On April 5, 2024, Procter & Gamble recalled approximately 8.2 million units of Tide, Gain, Ariel, and Ace detergents packed in flexible film bags. The outer packaging can split along its zipper track, posing serious injury risks if the laundry pod contents are accessed and ingested by your children or other vulnerable people. (1)(2)

The CPSC (or the U.S. Consumer Product Safety Commission) advisory warns that ingestion of large quantities of any surfactant-containing household cleaning products, such as these detergent pods, can lead to death, especially to vulnerable people with underlying health issues or medical conditions. (1)(2)

Exposure to these recalled detergent pods also increases the risk of skin or eye injuries to your little kids. (1)(2)

The CPSC safety notice added that the recall includes approximately 56,741 affected bags of laundry detergent in Canada. (1)(2)

Procter & Gamble and the CPSC clarified that there haven’t been any confirmed cases or incidents relating to the packaging defect that caused the recall. (1)(2)

There have been four reports of children accessing the liquid laundry detergent pods in the US. Ingestion was reported in three of these four cases. (1)(2)

However, although the recalled lots were being sold when these incidents were reported, neither Procter & Gamble nor the CPSC can confirm whether these detergent pods were from the recalled products. (1)(2)


Which Procter & Gamble Products Are Recalled?

This recall includes liquid laundry detergent packets from the following brands (see full list below): (1)(2)

  • Tide
  • Gain
  • Ariel
  • Ace 


These are brands produced and sold by The Procter & Gamble Company of Cincinnati, Ohio.


What Tide Products Are Recalled?


Tide pods included in this 2024 recall: (1)(2)

  • Tide Pods Original
  • Tide Simply Pods Plus Oxi Boost
  • Tide Pods Clean Breeze Scent
  • Tide Pods Free & Gentle
  • Tide Pods Oxi
  • Tide Pods Ultra Oxi
  • Tide Pods Spring Meadow Scent
  • Tide Pods Light


Is There A Recall On Gain Laundry Detergent?

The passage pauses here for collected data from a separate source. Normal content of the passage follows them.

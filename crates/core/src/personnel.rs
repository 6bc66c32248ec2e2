//! Decoding of personnel assignment lists.
//!
//! Assigned cast and crew are persisted as JSON arrays of integer person
//! ids in text columns. Decoding is deliberately best-effort: a malformed
//! or absent encoding degrades conflict detection for that one scene (empty
//! pool) instead of aborting the whole scan.

use std::collections::HashSet;

use crate::types::DbId;

/// Decode a stored personnel list into a set of person ids.
///
/// `None`, empty strings, and anything that does not parse as a JSON array
/// of integers all decode to the empty set. Duplicates collapse; order is
/// irrelevant.
pub fn decode_personnel(raw: Option<&str>) -> HashSet<DbId> {
    let Some(raw) = raw else {
        return HashSet::new();
    };
    match serde_json::from_str::<Vec<DbId>>(raw) {
        Ok(ids) => ids.into_iter().collect(),
        Err(_) => HashSet::new(),
    }
}

/// Combined pool for conflict purposes: the union of assigned actors and
/// assigned crew. The detector does not distinguish cast from crew.
pub fn combined_personnel(actors: Option<&str>, crew: Option<&str>) -> HashSet<DbId> {
    let mut pool = decode_personnel(actors);
    pool.extend(decode_personnel(crew));
    pool
}

/// Encode a personnel list for storage, sorted for stable output.
pub fn encode_personnel(ids: &[DbId]) -> String {
    let mut sorted: Vec<DbId> = ids.to_vec();
    sorted.sort_unstable();
    sorted.dedup();
    serde_json::to_string(&sorted).unwrap_or_else(|_| "[]".to_string())
}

Yes. The following are the Gain products included in this recall: (1)(2)

  • Gain Flings Original
  • Gain Flings Moonlight Breeze Scent
  • Gain Flings Blissful Breeze Scent
  • Gain Flings Spring Daydream Scent
  • Gain Flings Plus Ultra Oxi
  • Gain Flings Plus Odor Defense


Recalled Ace Detergent Pods 


Here are the recalled Ace products: (1)(2)

  • Ace Pods Clean Breeze
  • Ace Pods Spring Meadow


Recalled Ariel Detergent Pods


This is the only Ariel product included in this recall: (1)(2)

  • Ariel Pods Alpine Breeze


How Do I Know If My Procter & Gamble Products Have Been Recalled?

This recall involves certain lot codes of Tide Pods, Gain Flings, Ace Pods, and Ariel Pods liquid laundry packets in flexible film bags only. The bags had a range of 12 to 39 laundry detergent packets inside. (1)(2)

The affected products were manufactured between September 2023 and February 2024. They were sold from September 2023 up to the recall date through the following shops and retailers: (1)(2)

  • (online shop)
  • Big Lots
  • CVS
  • Family Dollar
  • Home Depot
  • Sam’s Club
  • Target
  • Walmart
  • Other major stores nationwide or online shops and websites


Note that only products with the following recalled lot codes are included in this Procter & Gamble (listed on (3)


You can find these lot codes at the bottom of the original packaging of the recalled laundry detergent bags. (1)(2)



What To Do With My Recalled Procter & Gamble Products?

Confirm if the Procter & Gamble detergent bags you have at home are included in the recall by checking their product name and the lot codes. (1)(2)

If you have any of these recalled Procter & Gamble liquid detergent products at home, immediately secure these recalled bags. Keep them out of reach of children, even while you are still trying to verify if they’re included in the recall. (1)(2)

You can contact Procter & Gamble for a full refund of all the affected products in your home. The brand will also provide a free replacement child-resistant bag you can use to store your detergent pods. (1)(2)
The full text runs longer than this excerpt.